▶ **Stored data entries**

== Segment start ==

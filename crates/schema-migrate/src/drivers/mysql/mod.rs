//! MySQL/MariaDB driver.
//!
//! - [`MysqlDialect`]: SQL syntax strategy for MySQL targets

mod dialect;

pub use dialect::MysqlDialect;
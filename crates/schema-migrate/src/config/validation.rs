//! Configuration validation.

use super::Config;
use crate::core::DialectCatalog;
use crate::error::{MigrateError, Result};

/// Validate the configuration against the built-in dialects.
pub fn validate(config: &Config) -> Result<()> {
    validate_with(config, &DialectCatalog::with_builtins())
}

/// Validate the configuration against a specific dialect catalog.
pub fn validate_with(config: &Config, catalog: &DialectCatalog) -> Result<()> {
    // Source validation
    if config.source.r#type.trim().is_empty() {
        return Err(MigrateError::Config("source.type is required".into()));
    }

    // Target validation
    if config.target.r#type.trim().is_empty() {
        return Err(MigrateError::Config("target.type is required".into()));
    }
    if !catalog.has_dialect(&config.target.r#type) {
        return Err(MigrateError::Config(format!(
            "target.type '{}' is not supported. Supported types: {}",
            config.target.r#type,
            catalog.dialect_names().join(", ")
        )));
    }

    // Generator validation - only check if configured
    if let Some(generator) = &config.generator {
        if generator.command.iter().all(|part| part.trim().is_empty()) {
            return Err(MigrateError::Config(
                "generator.command must name a program".into(),
            ));
        }
        if let Some(0) = generator.timeout_secs {
            return Err(MigrateError::Config(
                "generator.timeout_secs must be at least 1".into(),
            ));
        }
    }

    Ok(())
}

#[cfg(test)]
mod tests {
    use super::*;
    use crate::config::{DatabaseConnectionConfig, GeneratorConfig, MigrationConfig};

    fn valid_config() -> Config {
        Config {
            source: DatabaseConnectionConfig {
                r#type: "mssql".to_string(),
                host: "localhost".to_string(),
                port: Some(1433),
                database: "source_db".to_string(),
                user: "sa".to_string(),
                password: "password".to_string(),
                schema: Some("dbo".to_string()),
            },
            target: DatabaseConnectionConfig {
                r#type: "postgres".to_string(),
                host: "localhost".to_string(),
                port: Some(5432),
                database: "target_db".to_string(),
                user: "postgres".to_string(),
                password: "password".to_string(),
                schema: Some("public".to_string()),
            },
            migration: MigrationConfig::default(),
            generator: Some(GeneratorConfig {
                command: vec!["llm".to_string()],
                timeout_secs: Some(300),
            }),
        }
    }

    #[test]
    fn test_valid_config() {
        let config = valid_config();
        assert!(validate(&config).is_ok());
    }

    #[test]
    fn test_missing_source_type() {
        let mut config = valid_config();
        config.source.r#type = " ".to_string();
        assert!(validate(&config).is_err());
    }

    #[test]
    fn test_source_may_be_any_engine() {
        let mut config = valid_config();
        config.source.r#type = "oracle".to_string();
        assert!(validate(&config).is_ok());
    }

    #[test]
    fn test_unsupported_target_type() {
        let mut config = valid_config();
        config.target.r#type = "db2".to_string();
        let err = validate(&config).unwrap_err();
        assert!(err.to_string().contains("mssql, mysql, postgres"));
    }

    #[test]
    fn test_target_alias_accepted() {
        let mut config = valid_config();
        config.target.r#type = "PostgreSQL".to_string();
        assert!(validate(&config).is_ok());
    }

    #[test]
    fn test_empty_generator_command() {
        let mut config = valid_config();
        config.generator = Some(GeneratorConfig {
            command: vec![],
            timeout_secs: None,
        });
        assert!(validate(&config).is_err());
    }

    #[test]
    fn test_zero_generator_timeout() {
        let mut config = valid_config();
        if let Some(generator) = config.generator.as_mut() {
            generator.timeout_secs = Some(0);
        }
        assert!(validate(&config).is_err());
    }

    #[test]
    fn test_connection_config_debug_redacts_password() {
        let mut config = valid_config();
        config.source.password = "super_secret_password_123".to_string();
        let debug_output = format!("{:?}", config.source);
        assert!(
            debug_output.contains("[REDACTED]"),
            "Debug output should contain [REDACTED]"
        );
        assert!(
            !debug_output.contains("super_secret_password_123"),
            "Debug output should not contain actual password value"
        );
    }
}
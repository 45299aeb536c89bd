//! schema-migrate CLI - Cross-dialect schema migration planning.

use clap::{Parser, Subcommand};
use schema_migrate::{
    Config, DialectCatalog, MigrateError, MigrationPlan, SchemaAnalysisResult, SchemaConverter,
};
use std::path::{Path, PathBuf};
use std::process::ExitCode;
use tracing::{info, Level};
use tracing_subscriber::fmt::format::FmtSpan;

/// Exit code when interrupted by Ctrl-C.
const EXIT_INTERRUPTED: u8 = 130;

#[derive(Parser)]
#[command(name = "schema-migrate")]
#[command(about = "Cross-dialect schema migration planning and SQL generation")]
#[command(version)]
struct Cli {
    /// Path to YAML configuration file
    #[arg(short, long, default_value = "config.yaml", global = true)]
    config: PathBuf,

    /// Log format: text or json
    #[arg(long, default_value = "text", global = true)]
    log_format: String,

    /// Log verbosity: debug, info, warn, error
    #[arg(long, default_value = "info", global = true)]
    verbosity: String,

    #[command(subcommand)]
    command: Commands,
}

#[derive(Subcommand)]
enum Commands {
    /// Build a migration plan from a schema analysis
    Plan {
        /// Schema analysis JSON file
        #[arg(long)]
        schema: PathBuf,

        /// Free-text instructions used to refine the plan
        #[arg(long)]
        instructions: Option<String>,

        /// Write the plan JSON here instead of stdout
        #[arg(short, long)]
        output: Option<PathBuf>,
    },

    /// Generate the migration script
    Script {
        /// Schema analysis JSON file
        #[arg(long)]
        schema: PathBuf,

        /// Existing plan JSON (built from the schema when omitted)
        #[arg(long)]
        plan: Option<PathBuf>,

        /// Write the SQL here instead of stdout
        #[arg(short, long)]
        output: Option<PathBuf>,
    },

    /// Explain a migration plan in plain language
    Explain {
        /// Plan JSON file
        #[arg(long)]
        plan: PathBuf,
    },

    /// Map a single source column type to the target dialect
    MapType {
        /// Source type, e.g. "nvarchar(50)"
        #[arg(value_name = "TYPE")]
        source_type: String,

        /// Source dialect (defaults to the configured source type)
        #[arg(long)]
        source_dialect: Option<String>,
    },

    /// List supported target dialects
    Dialects,
}

#[tokio::main]
async fn main() -> ExitCode {
    let cli = Cli::parse();

    tokio::select! {
        result = run(cli) => match result {
            Ok(()) => ExitCode::SUCCESS,
            Err(e) => {
                eprintln!("{}", e.format_detailed());
                ExitCode::from(e.exit_code())
            }
        },
        _ = tokio::signal::ctrl_c() => {
            eprintln!("\nReceived Ctrl-C. Aborting...");
            ExitCode::from(EXIT_INTERRUPTED)
        }
    }
}

async fn run(cli: Cli) -> Result<(), MigrateError> {
    // Handle dialects separately (doesn't need a config)
    if let Commands::Dialects = cli.command {
        for name in DialectCatalog::with_builtins().dialect_names() {
            println!("{}", name);
        }
        return Ok(());
    }

    setup_logging(&cli.verbosity, &cli.log_format);

    let config = Config::load(&cli.config)?;
    info!(
        "Loaded configuration from {:?} (hash {})",
        cli.config,
        config.hash()
    );
    let converter = SchemaConverter::from_config(&config)?;

    match cli.command {
        Commands::Dialects => unreachable!(), // Handled above
        Commands::Plan {
            schema,
            instructions,
            output,
        } => {
            let analysis = read_analysis(&schema)?;
            let plan = converter
                .generate_migration_plan(&analysis, &config.target, instructions.as_deref())
                .await;
            write_output(output.as_deref(), &serde_json::to_string_pretty(&plan)?)?;
        }
        Commands::Script {
            schema,
            plan,
            output,
        } => {
            let analysis = read_analysis(&schema)?;
            let plan = match plan {
                Some(path) => read_plan(&path)?,
                None => {
                    converter
                        .generate_migration_plan(&analysis, &config.target, None)
                        .await
                }
            };
            let script = converter.generate_migration_script(&plan, &analysis).await;
            write_output(output.as_deref(), &script)?;
        }
        Commands::Explain { plan } => {
            let plan = read_plan(&plan)?;
            println!("{}", converter.explain_plan(&plan).await);
        }
        Commands::MapType {
            source_type,
            source_dialect,
        } => {
            let source = source_dialect.unwrap_or_else(|| config.source.r#type.clone());
            let mapping = converter.map_type(&source_type, &source).await;
            if let Some(warning) = &mapping.warning {
                eprintln!("warning: {}", warning);
            }
            println!("{}", mapping.target_type);
        }
    }

    Ok(())
}

fn read_analysis(path: &Path) -> Result<SchemaAnalysisResult, MigrateError> {
    let content = std::fs::read_to_string(path)?;
    let analysis: SchemaAnalysisResult = serde_json::from_str(&content)?;
    info!(
        "Loaded {} schema analysis from {:?}: {} tables",
        analysis.database_type,
        path,
        analysis.tables.len()
    );
    Ok(analysis)
}

fn read_plan(path: &Path) -> Result<MigrationPlan, MigrateError> {
    let content = std::fs::read_to_string(path)?;
    Ok(serde_json::from_str(&content)?)
}

fn write_output(path: Option<&Path>, content: &str) -> Result<(), MigrateError> {
    match path {
        Some(path) => {
            std::fs::write(path, content)?;
            info!("Wrote {} bytes to {:?}", content.len(), path);
        }
        None => println!("{}", content.trim_end()),
    }
    Ok(())
}

/// Logs go to stderr so stdout carries only plans and SQL.
fn setup_logging(verbosity: &str, format: &str) {
    let level = match verbosity.to_lowercase().as_str() {
        "debug" => Level::DEBUG,
        "info" => Level::INFO,
        "warn" => Level::WARN,
        "error" => Level::ERROR,
        _ => Level::INFO,
    };

    let subscriber = tracing_subscriber::fmt()
        .with_max_level(level)
        .with_span_events(FmtSpan::CLOSE)
        .with_target(false)
        .with_writer(std::io::stderr);

    if format == "json" {
        subscriber.json().init();
    } else {
        subscriber.init();
    }
}
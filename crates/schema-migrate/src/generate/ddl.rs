//! DDL synthesis: schemas, sequences, tables, provenance comments, indexes
//! and foreign keys.

use tracing::{debug, warn};

use crate::core::identifier::{name_fragment, qualified_name, split_qualified};
use crate::core::{ColumnDefinition, TableDefinition};
use crate::dialect::TypeFamily;
use crate::plan::{ColumnMapping, TableMapping};

use super::defaults::{boolean_default, convert_default_value};
use super::{comment_text, GenerationContext, NameRegistry};

/// Statements produced by the table phase, in emission order.
#[derive(Debug, Default, Clone)]
pub struct TablesDdl {
    pub schemas: Vec<String>,
    pub sequences: Vec<String>,
    pub tables: Vec<String>,
    pub comments: Vec<String>,
}

impl TablesDdl {
    /// All statements, in emission order.
    pub fn into_statements(self) -> Vec<String> {
        let mut out = self.schemas;
        out.extend(self.sequences);
        out.extend(self.tables);
        out.extend(self.comments);
        out
    }
}

/// Generate schema, sequence, table and comment DDL for every active table.
pub fn generate_tables(ctx: &GenerationContext<'_>) -> TablesDdl {
    let mut ddl = TablesDdl::default();
    let mut schemas: Vec<String> = Vec::new();

    for mapping in ctx.plan.active_tables() {
        let Some(source) = ctx.source_table(mapping) else {
            warn!(
                "Source table {} not found in schema analysis; no DDL generated",
                mapping.source_table
            );
            ddl.tables.push(format!(
                "-- Table {} not found in the source schema; {} was not created",
                comment_text(&mapping.source_table),
                comment_text(&mapping.target_table)
            ));
            continue;
        };

        let Some(rendered) = render_table(ctx, mapping, source) else {
            warn!(
                "No column of {} resolves against the source; no DDL generated",
                mapping.source_table
            );
            ddl.tables.push(format!(
                "-- Table {} has no resolvable column mappings; {} was not created",
                comment_text(&mapping.source_table),
                comment_text(&mapping.target_table)
            ));
            continue;
        };

        if let (Some(schema), _) = split_qualified(&mapping.target_table) {
            if !ctx.target.is_default_schema(schema)
                && !schemas.iter().any(|s| s.eq_ignore_ascii_case(schema))
            {
                schemas.push(schema.to_string());
            }
        }

        ddl.sequences.extend(rendered.sequences);
        ddl.tables.push(rendered.create);
        ddl.comments.extend(rendered.comments);
    }

    ddl.schemas = schemas.iter().map(|s| ctx.target.create_schema(s)).collect();
    ddl
}

/// Check whether at least one column mapping names a real source column.
fn has_resolvable_columns(mapping: &TableMapping, source: &TableDefinition) -> bool {
    mapping
        .column_mappings
        .iter()
        .any(|c| source.column(&c.source_column).is_some())
}

struct RenderedTable {
    sequences: Vec<String>,
    create: String,
    comments: Vec<String>,
}

fn render_table(
    ctx: &GenerationContext<'_>,
    mapping: &TableMapping,
    source: &TableDefinition,
) -> Option<RenderedTable> {
    let target = ctx.target;
    let mut warnings: Vec<String> = Vec::new();
    let mut sequences = Vec::new();
    let mut lines = Vec::new();
    let mut comments = vec![target.comment_on_table(
        &mapping.target_table,
        &format!("Migrated from {}", mapping.source_table),
    )];

    for column_mapping in &mapping.column_mappings {
        // Unresolvable mappings are dropped silently.
        let Some(column) = source.column(&column_mapping.source_column) else {
            debug!(
                "Column {}.{} not found in source; omitted",
                mapping.source_table, column_mapping.source_column
            );
            continue;
        };

        let line = render_column(ctx, mapping, column_mapping, column, &mut sequences, &mut warnings);
        lines.push(format!("    {}", line));
        comments.push(target.comment_on_column(
            &mapping.target_table,
            &column_mapping.target_column,
            &format!("Migrated from {}.{}", mapping.source_table, column.name),
        ));
    }

    if lines.is_empty() {
        return None;
    }

    let pk: Vec<String> = source
        .primary_key
        .iter()
        .flatten()
        .filter_map(|c| mapping.target_column(c))
        .map(|c| target.ident(c))
        .collect();
    if !pk.is_empty() {
        lines.push(format!("    PRIMARY KEY ({})", pk.join(", ")));
    }

    let mut create = String::new();
    for warning in &warnings {
        create.push_str(&format!("-- WARNING: {}\n", comment_text(warning)));
    }
    create.push_str(&format!(
        "CREATE TABLE {} (\n{}\n)",
        target.qualify(&mapping.target_table),
        lines.join(",\n")
    ));

    Some(RenderedTable {
        sequences,
        create,
        comments,
    })
}

fn render_column(
    ctx: &GenerationContext<'_>,
    mapping: &TableMapping,
    column_mapping: &ColumnMapping,
    column: &ColumnDefinition,
    sequences: &mut Vec<String>,
    warnings: &mut Vec<String>,
) -> String {
    let target = ctx.target;
    let mapped = ctx.mapper.map_type(&column.data_type);
    if let Some(warning) = &mapped.warning {
        warn!("{}.{}: {}", mapping.source_table, column.name, warning);
        warnings.push(format!("{}: {}", column_mapping.target_column, warning));
    }

    let family = ctx.mapper.target_family(&column.data_type);
    let mut line = format!(
        "{} {}",
        target.ident(&column_mapping.target_column),
        mapped.target_type
    );

    let integer_identity = column.is_identity && family.is_some_and(TypeFamily::is_integer);
    if integer_identity {
        line.push(' ');
        line.push_str(target.identity_clause());
    }
    if !column.is_nullable {
        line.push_str(" NOT NULL");
    }

    if column.is_identity && !integer_identity {
        let (schema, table) = split_qualified(&mapping.target_table);
        let sequence = qualified_name(
            schema,
            &format!(
                "{}_{}_seq",
                name_fragment(table),
                name_fragment(&column_mapping.target_column)
            ),
        );
        match (target.create_sequence(&sequence), target.sequence_default(&sequence)) {
            (Some(create), Some(default)) => {
                sequences.push(create);
                line.push_str(&format!(" DEFAULT {}", default));
            }
            _ => {
                let warning = format!(
                    "{} has no sequences; identity column of type {} gets no generated default",
                    target.name(),
                    mapped.target_type
                );
                warn!("{}.{}: {}", mapping.source_table, column.name, warning);
                warnings.push(format!("{}: {}", column_mapping.target_column, warning));
            }
        }
    } else if let Some(raw) = column.default_value.as_deref().filter(|_| !column.is_identity) {
        let mut default = convert_default_value(raw, target);
        if family == Some(TypeFamily::Boolean) {
            if let Some(literal) = boolean_default(&default, target) {
                default = literal.to_string();
            }
        }
        line.push_str(&format!(" DEFAULT {}", default));
    }

    line
}

/// Generate index DDL for every active table.
pub fn generate_indexes(ctx: &GenerationContext<'_>) -> Vec<String> {
    let mut names = NameRegistry::new();
    let mut out = Vec::new();

    for mapping in ctx.plan.active_tables() {
        let Some(source) = ctx
            .source_table(mapping)
            .filter(|t| has_resolvable_columns(mapping, t))
        else {
            continue;
        };
        let (_, table) = split_qualified(&mapping.target_table);

        for index in &source.indexes {
            let columns: Vec<String> = index
                .columns
                .iter()
                .map(|c| mapping.target_column_or_same(c).to_string())
                .collect();
            let base = std::iter::once(format!("idx_{}", name_fragment(table)))
                .chain(columns.iter().map(|c| name_fragment(c)))
                .collect::<Vec<_>>()
                .join("_");
            let name = names.reserve(&base);

            // btree is every engine's default.
            let index_type = index
                .index_type
                .as_deref()
                .filter(|t| !t.eq_ignore_ascii_case("btree"));
            out.push(ctx.target.create_index(
                &name,
                &mapping.target_table,
                &columns,
                index.is_unique,
                index_type,
            ));
        }
    }
    out
}

/// Generate foreign key DDL for every active table.
///
/// Foreign keys referencing a table this plan does not create (skipped,
/// unmapped, or left without columns) are replaced with an explanatory comment.
pub fn generate_foreign_keys(ctx: &GenerationContext<'_>) -> Vec<String> {
    let target = ctx.target;
    let mut names = NameRegistry::new();
    let mut out = Vec::new();

    for mapping in ctx.plan.active_tables() {
        let Some(source) = ctx
            .source_table(mapping)
            .filter(|t| has_resolvable_columns(mapping, t))
        else {
            continue;
        };

        for fk in &source.foreign_keys {
            let referenced = fk.referenced_full_name();
            let created = ctx
                .plan
                .find_active_table(&referenced)
                .filter(|m| ctx.source_table(m).is_some_and(|t| has_resolvable_columns(m, t)));
            let Some(ref_mapping) = created else {
                let label = fk.name.clone().unwrap_or_else(|| fk.columns.join(", "));
                warn!(
                    "Foreign key {} on {} omitted: {} is not migrated",
                    label, mapping.source_table, referenced
                );
                out.push(format!(
                    "-- Foreign key {} on {} omitted: referenced table {} is not created by this plan",
                    comment_text(&label),
                    comment_text(&mapping.target_table),
                    comment_text(&referenced)
                ));
                continue;
            };

            let columns: Vec<String> = fk
                .columns
                .iter()
                .map(|c| target.ident(mapping.target_column_or_same(c)))
                .collect();
            let ref_columns: Vec<String> = fk
                .referenced_columns
                .iter()
                .map(|c| target.ident(ref_mapping.target_column_or_same(c)))
                .collect();

            let (_, table) = split_qualified(&mapping.target_table);
            let (_, ref_table) = split_qualified(&ref_mapping.target_table);
            let name = names.reserve(&format!(
                "fk_{}_{}",
                name_fragment(table),
                name_fragment(ref_table)
            ));

            let mut sql = format!(
                "ALTER TABLE {} ADD CONSTRAINT {} FOREIGN KEY ({}) REFERENCES {} ({})",
                target.qualify(&mapping.target_table),
                target.ident(&name),
                columns.join(", "),
                target.qualify(&ref_mapping.target_table),
                ref_columns.join(", ")
            );
            if let Some(action) = fk.on_delete.as_deref() {
                sql.push_str(&format!(" ON DELETE {}", map_referential_action(action)));
            }
            if let Some(action) = fk.on_update.as_deref() {
                sql.push_str(&format!(" ON UPDATE {}", map_referential_action(action)));
            }
            out.push(sql);
        }
    }
    out
}

/// Normalize a source referential action.
fn map_referential_action(action: &str) -> &'static str {
    match action.trim().to_uppercase().replace(' ', "_").as_str() {
        "CASCADE" => "CASCADE",
        "SET_NULL" => "SET NULL",
        "SET_DEFAULT" => "SET DEFAULT",
        "RESTRICT" => "RESTRICT",
        _ => "NO ACTION",
    }
}
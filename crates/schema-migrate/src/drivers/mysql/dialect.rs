//! MySQL/MariaDB SQL dialect (Strategy pattern).
//!
//! MySQL has no schemas separate from databases and no sequences, so schema
//! creation maps to `CREATE DATABASE` and sequence hooks return `None`.

use crate::core::identifier::{quote_mysql, split_qualified};
use crate::core::traits::Dialect;
use crate::dialect::TypeFamily;
use crate::generate::comment_text;

/// MySQL/MariaDB dialect implementation.
///
/// Compatible with MySQL 5.7+, 8.0+, and MariaDB 10.2+.
#[derive(Debug, Clone, Default)]
pub struct MysqlDialect;

impl MysqlDialect {
    /// Create a new MySQL dialect instance.
    pub fn new() -> Self {
        Self
    }
}

impl Dialect for MysqlDialect {
    fn name(&self) -> &str {
        "mysql"
    }

    fn default_schema(&self) -> Option<&str> {
        None
    }

    fn quote_ident(&self, name: &str) -> String {
        quote_mysql(name)
    }

    fn type_name(&self, family: TypeFamily) -> &'static str {
        match family {
            TypeFamily::Varchar => "varchar",
            TypeFamily::Char => "char",
            TypeFamily::Text | TypeFamily::Xml => "longtext",
            TypeFamily::BigInt => "bigint",
            TypeFamily::SmallInt => "smallint",
            TypeFamily::TinyInt => "tinyint",
            TypeFamily::Integer => "int",
            TypeFamily::Decimal => "decimal",
            TypeFamily::Float => "float",
            TypeFamily::Double => "double",
            TypeFamily::Boolean => "tinyint(1)",
            TypeFamily::Date => "date",
            TypeFamily::Time => "time",
            TypeFamily::Timestamp => "datetime",
            TypeFamily::TimestampTz => "timestamp",
            TypeFamily::Binary => "longblob",
            TypeFamily::Json => "json",
            TypeFamily::Uuid => "char(36)",
        }
    }

    fn current_timestamp(&self) -> &'static str {
        "CURRENT_TIMESTAMP"
    }

    fn uuid_function(&self) -> &'static str {
        // Expression defaults need parentheses (8.0.13+).
        "(UUID())"
    }

    fn create_schema(&self, schema: &str) -> String {
        format!("CREATE DATABASE IF NOT EXISTS {}", self.ident(schema))
    }

    fn identity_clause(&self) -> &'static str {
        "AUTO_INCREMENT"
    }

    fn create_sequence(&self, _qualified: &str) -> Option<String> {
        None
    }

    fn sequence_default(&self, _qualified: &str) -> Option<String> {
        None
    }

    fn comment_on_table(&self, table: &str, text: &str) -> String {
        format!(
            "ALTER TABLE {} COMMENT = {}",
            self.qualify(table),
            self.string_literal(text)
        )
    }

    fn comment_on_column(&self, table: &str, column: &str, text: &str) -> String {
        // Column comments require restating the full definition in MySQL.
        let note = format!("{}.{}: {}", self.qualify(table), self.ident(column), text);
        format!("-- {}", comment_text(&note))
    }

    fn create_index(
        &self,
        name: &str,
        table: &str,
        columns: &[String],
        unique: bool,
        index_type: Option<&str>,
    ) -> String {
        let method = index_type.map(str::to_lowercase);
        let kind = match method.as_deref() {
            Some("fulltext") => "FULLTEXT ",
            Some("spatial") => "SPATIAL ",
            _ if unique => "UNIQUE ",
            _ => "",
        };
        let using = match method.as_deref() {
            Some("hash") => " USING HASH",
            Some("btree") => " USING BTREE",
            _ => "",
        };
        let cols: Vec<String> = columns.iter().map(|c| self.ident(c)).collect();
        let (_, bare_name) = split_qualified(name);
        format!(
            "CREATE {}INDEX {} ON {} ({}){}",
            kind,
            self.ident(bare_name),
            self.qualify(table),
            cols.join(", "),
            using
        )
    }

    fn procedural_language(&self) -> &'static str {
        "MySQL stored program language"
    }

    fn trigger_guidance(&self) -> &'static str {
        "MySQL triggers are row-level and fire for exactly one event. Emit one \
         CREATE TRIGGER <name> BEFORE|AFTER INSERT|UPDATE|DELETE ON <table> FOR EACH ROW \
         BEGIN ... END per event, using NEW and OLD for row values. Do not emit DELIMITER lines."
    }
}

== Segment end ==

▶ **TASK DIRECTIONS**
Retrieve all lines from the data that contain the string "instructions".

▶ **WRITTEN RESPONSE**
        /// Free-text instructions used to refine the plan
        instructions: Option<String>,
            instructions,
                .generate_migration_plan(&analysis, &config.target, instructions.as_deref())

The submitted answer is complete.